What is expected: From the line with "pub fn scale(&mut" through the line with "false is returned", repeat the entries verbatim, both end lines included, and add nothing.

(Stored data entries)
──────────

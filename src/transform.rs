//! Vertex transformations
//!
//! Every operation appends to the transform: `t.translate(..)` followed by
//! `t.rotate(..)` first moves a vertex, then rotates it about the origin.

use crate::vertex::Vertex;

/// 2D affine transformation, stored as the top two rows of a 3x3 matrix
///
/// ```text
/// x' = m[0][0] * x + m[0][1] * y + m[0][2]
/// y' = m[1][0] * x + m[1][1] * y + m[1][2]
/// ```
///
#[derive(Debug,Copy,Clone,PartialEq)]
pub struct Transform {
    pub m: [[f32; 3]; 2],
}

const IDENTITY: [[f32; 3]; 2] = [[1.0, 0.0, 0.0],
                                 [0.0, 1.0, 0.0]];

/// Identity
impl Default for Transform {
    fn default() -> Self {
        Self::new()
    }
}

impl Transform {
    /// Identity transform
    pub fn new() -> Self {
        Self { m: IDENTITY }
    }
    /// Translation by (dx,dy)
    pub fn new_translate(dx: f32, dy: f32) -> Self {
        Self { m: [[1.0, 0.0, dx],
                   [0.0, 1.0, dy]] }
    }
    /// Scaling about the origin
    pub fn new_scale(sx: f32, sy: f32) -> Self {
        Self { m: [[sx, 0.0, 0.0],
                   [0.0, sy, 0.0]] }
    }
    /// Rotation about the origin by `theta` radians, clockwise on screen
    pub fn new_rotate(theta: f32) -> Self {
        let (s, c) = theta.sin_cos();
        Self { m: [[c, -s, 0.0],
                   [s, c, 0.0]] }
    }
    /// Scale, then rotate, then move to (x,y)
    ///
    /// Places an object drawn around the origin
    pub fn build(x: f32, y: f32, sx: f32, sy: f32, theta: f32) -> Self {
        let mut t = Self::new_scale(sx, sy);
        t.rotate(theta);
        t.translate(x, y);
        t
    }
    /// Return `self` followed by `next`
    pub fn multiply(&self, next: &Transform) -> Self {
        let (a, b) = (&self.m, &next.m);
        let mut m = [[0.0; 3]; 2];
        for (row, out) in m.iter_mut().enumerate() {
            let r = &b[row];
            out[0] = r[0] * a[0][0] + r[1] * a[1][0];
            out[1] = r[0] * a[0][1] + r[1] * a[1][1];
            out[2] = r[0] * a[0][2] + r[1] * a[1][2] + r[2];
        }
        Self { m }
    }
    /// Follow with a translation
    pub fn translate(&mut self, dx: f32, dy: f32) {
        self.m[0][2] += dx;
        self.m[1][2] += dy;
    }
    /// Follow with a scaling
    pub fn scale(&mut self, sx: f32, sy: f32) {
        *self = self.multiply(&Self::new_scale(sx, sy));
    }
    /// Follow with a rotation
    pub fn rotate(&mut self, theta: f32) {
        *self = self.multiply(&Self::new_rotate(theta));
    }
    /// Replace with the inverse
    ///
    /// A singular transform is left unchanged and false is returned
    pub fn invert(&mut self) -> bool {
        let [[a, b, tx], [c, d, ty]] = self.m;
        let det = a * d - b * c;
        if det == 0.0 {
            return false;
        }
        let (a, b, c, d) = (d / det, -b / det, -c / det, a / det);
        self.m = [[a, b, -(a * tx + b * ty)],
                  [c, d, -(c * tx + d * ty)]];
        true
    }
    pub fn is_identity(&self) -> bool {
        self.m == IDENTITY
    }
    /// Map the point (x,y)
    pub fn transform(&self, x: f32, y: f32) -> (f32, f32) {
        let [r0, r1] = &self.m;
        (r0[0] * x + r0[1] * y + r0[2],
         r1[0] * x + r1[1] * y + r1[2])
    }
    /// Map the position of `v`; color and texture coordinates stay
    pub fn transform_vertex(&self, v: &Vertex) -> Vertex {
        let (x, y) = self.transform(v.x, v.y);
        Vertex { x, y, ..*v }
    }
    /// Map the positions of `vertices` in place
    pub fn transform_vertices(&self, vertices: &mut [Vertex]) {
        if self.is_identity() {
            return;
        }
        for v in vertices.iter_mut() {
            *v = self.transform_vertex(v);
        }
    }
}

──────────

Written response:
    pub fn scale(&mut self, sx: f32, sy: f32) {
        *self = self.multiply(&Self::new_scale(sx, sy));
    }
    /// Follow with a rotation
    pub fn rotate(&mut self, theta: f32) {
        *self = self.multiply(&Self::new_rotate(theta));
    }
    /// Replace with the inverse
    ///
    /// A singular transform is left unchanged and false is returned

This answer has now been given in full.